Should you use dynamic sub-domains on your site?
Many sites use dynamic sub-domains in a format like http://username.domain.com but this can cause some headaches later on. Kevin Hale gives a couple of reasons why you should set up your site differently including money saved on SSL certificates:
In Wufoo, we use subdomains to differentiate user accounts (http://username.wufoo.com/forms/) and honestly, it’s been nothing but trouble for us from a development standpoint. If we could do it all over again, we would have definitely handled our urls and account settings using a Flickr style setup using folders (http://wufoo.com/forms/username/). Here’s some reasons why:
Reason the First : When you want to offer your users SSL on these accounts, you have to buy a wildcard subdomain certificate that’ll cost way more than your normal SSL certificate. Prices range between $899 to $200 a year. We use Godaddy.
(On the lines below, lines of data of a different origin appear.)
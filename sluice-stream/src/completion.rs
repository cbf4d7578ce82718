// Copyright 2025 Umberto Gotti <umberto.gotti@umbertogotti.dev>
// Licensed under the Apache License, Version 2.0
// http://www.apache.org/licenses/LICENSE-2.0

//! One-shot materialized results such as `Sink::fold` or `watch_termination`.

use futures::channel::oneshot;
use pin_project::pin_project;
use sluice_core::{Result, StreamError};
use std::future::Future;
use std::pin::Pin;
use std::task::{ready, Context, Poll};

/// Resolves exactly once with the outcome of a running stream.
///
/// If the stage that owns the other end stops without resolving it, the
/// completion fails with [`StreamError::AbruptTermination`].
#[pin_project]
#[derive(Debug)]
pub struct StreamCompletion<T> {
    #[pin]
    receiver: oneshot::Receiver<Result<T>>,
}

impl<T> Future for StreamCompletion<T> {
    type Output = Result<T>;

    fn poll(self: Pin<&mut Self>, cx: &mut Context<'_>) -> Poll<Self::Output> {
        let this = self.project();
        match ready!(this.receiver.poll(cx)) {
            Ok(result) => Poll::Ready(result),
            Err(oneshot::Canceled) => Poll::Ready(Err(StreamError::abrupt_termination(
                "stage stopped without resolving its completion",
            ))),
        }
    }
}

/// Writing end of a [`StreamCompletion`], held by the stage logic.
#[derive(Debug)]
pub struct CompletionPromise<T> {
    sender: Option<oneshot::Sender<Result<T>>>,
}

impl<T> CompletionPromise<T> {
    /// Resolve the completion. Later calls are ignored.
    pub fn complete(&mut self, result: Result<T>) {
        if let Some(sender) = self.sender.take() {
            let _ = sender.send(result);
        }
    }

    /// Whether the completion was already resolved.
    #[must_use]
    pub const fn is_completed(&self) -> bool {
        self.sender.is_none()
    }

    /// Fail the completion unless it is already resolved; used from `post_stop`.
    pub fn abort(&mut self, cause: Option<&StreamError>) {
        let error = cause.cloned().unwrap_or_else(|| {
            StreamError::abrupt_termination("stage stopped without resolving its completion")
        });
        self.complete(Err(error));
    }
}

/// Create a connected promise and completion.
#[must_use]
pub fn completion<T>() -> (CompletionPromise<T>, StreamCompletion<T>) {
    let (sender, receiver) = oneshot::channel();
    (
        CompletionPromise {
            sender: Some(sender),
        },
        StreamCompletion { receiver },
    )
}
// Copyright 2025 Umberto Gotti <umberto.gotti@umbertogotti.dev>
// Licensed under the Apache License, Version 2.0
// http://www.apache.org/licenses/LICENSE-2.0

//! Prelude module re-exporting the time operators.

pub use crate::tick::{tick, TickHandle};
pub use crate::throttle::ThrottleMode;
pub use crate::time_ops::TimeOps;
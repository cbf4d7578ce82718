// Copyright 2025 Umberto Gotti <umberto.gotti@umbertogotti.dev>
// Licensed under the Apache License, Version 2.0
// http://www.apache.org/licenses/LICENSE-2.0

use std::fmt::Debug;
use std::future::Future;
use std::ops::{Add, Sub};
use std::time::Duration;

pub trait Timer: Clone + Send + Sync + Debug + 'static {
    type Sleep: Future<Output = ()> + Send;

    type Instant: Copy
        + Debug
        + Ord
        + Send
        + Sync
        + Add<Duration, Output = Self::Instant>
        + Sub<Self::Instant, Output = Duration>;

    fn sleep_future(&self, duration: Duration) -> Self::Sleep;

    fn now(&self) -> Self::Instant;

    /// Time elapsed since `earlier`, saturating at zero.
    fn elapsed_since(&self, earlier: Self::Instant) -> Duration {
        let now = self.now();
        if now > earlier {
            now - earlier
        } else {
            Duration::ZERO
        }
    }
}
Their interface leaves something to be desired, but they’re one of the cheapest and we love their customer support. One thing that we don’t like is that, since that certificate only works with subdomains, we have to do things like https://secure.wufoo.com/login/ to get an encrypted login url rather than having a simple url like this https://wufoo.com/login/ for our users to follow (and we’ll be damned before having to pay for two different certificates just for this kind of functionality). If we had just set up users to have their own directory as opposed to a subdomain, we’d have only needed to purchase a regular SSL certificate, which you can get for as little as $20 a year, and avoided Reason the Second.
Originally posted on Fri Jun 29, 2007